*Prompt*. Among the records below, how many lines contain "capitalize"? State the number and nothing more.

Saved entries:
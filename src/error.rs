//! Error types for the library.
//!
//! Each fallible area gets its own enum so callers can tell a fatal
//! configuration problem apart from a per-file failure that a scan is
//! expected to survive.

use std::io;
use std::path::{Path, PathBuf};

use thiserror::Error;

use crate::config::Mode;

/// Failure while streaming a file through a hash accumulator.
#[derive(Debug, Error)]
pub enum HashError {
    #[error("failed to open {}: {source}", .path.display())]
    Open {
        path: PathBuf,
        #[source]
        source: io::Error,
    },

    #[error("failed to read {}: {source}", .path.display())]
    Read {
        path: PathBuf,
        #[source]
        source: io::Error,
    },
}

impl HashError {
    /// Path of the file that could not be hashed.
    pub fn path(&self) -> &Path {
        match self {
            Self::Open { path, .. } | Self::Read { path, .. } => path,
        }
    }

    /// Underlying I/O error kind.
    pub fn kind(&self) -> io::ErrorKind {
        match self {
            Self::Open { source, .. } | Self::Read { source, .. } => source.kind(),
        }
    }
}

/// Failure while reading, parsing, listing or writing a manifest.
#[derive(Debug, Error)]
pub enum ManifestError {
    #[error("I/O error for {}: {source}", .path.display())]
    Io {
        path: PathBuf,
        #[source]
        source: io::Error,
    },

    #[error("malformed manifest line {line}: {content:?}")]
    Malformed { line: usize, content: String },
}

/// Fatal verification failures. Per-file problems are reported in the
/// [`VerifyReport`](crate::verify::VerifyReport) instead.
#[derive(Debug, Error)]
pub enum VerifyError {
    #[error("Manifest {} not found!", .0.display())]
    ManifestMissing(PathBuf),

    #[error(transparent)]
    Manifest(#[from] ManifestError),
}

/// Invalid or incomplete configuration, detected before any work starts.
#[derive(Debug, Error)]
pub enum ConfigError {
    #[error("No {0} path was specified")]
    MissingPath(&'static str),

    #[error("{} path <{}> is not valid!", capitalize(.role), .path.display())]
    InvalidPath { role: &'static str, path: PathBuf },

    #[error("Mode was not specified")]
    MissingMode,

    #[error("Mode '{mode}' is not supported by {command}")]
    UnsupportedMode { mode: Mode, command: &'static str },
}

/// Fatal duplicate scan failures.
#[derive(Debug, Error)]
pub enum ScanError {
    #[error(transparent)]
    Config(#[from] ConfigError),

    #[error("failed to build worker pool: {0}")]
    ThreadPool(#[from] rayon::ThreadPoolBuildError),
}

fn capitalize(word: &str) -> String {
    let mut chars = word.chars();
    match chars.next() {
        Some(first) => first.to_uppercase().chain(chars).collect(),
        None => String::new(),
    }
}

#[cfg(test)]
mod tests {
    use super::*;

    #[test]
    fn invalid_path_message_names_the_role() {
        let err = ConfigError::InvalidPath {
            role: "target",
            path: PathBuf::from("/no/such/dir"),
        };
        assert_eq!(err.to_string(), "Target path </no/such/dir> is not valid!");
    }

    #[test]
    fn hash_error_exposes_path_and_kind() {
        let err = HashError::Open {
            path: PathBuf::from("gone.bin"),
            source: io::Error::from(io::ErrorKind::NotFound),
        };
        assert_eq!(err.path(), Path::new("gone.bin"));
        assert_eq!(err.kind(), io::ErrorKind::NotFound);
    }

    #[test]
    fn unsupported_mode_message() {
        let err = ConfigError::UnsupportedMode {
            mode: Mode::Copy,
            command: "dedup",
        };
        assert_eq!(err.to_string(), "Mode 'copy' is not supported by dedup");
    }
}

*Expected output*. 2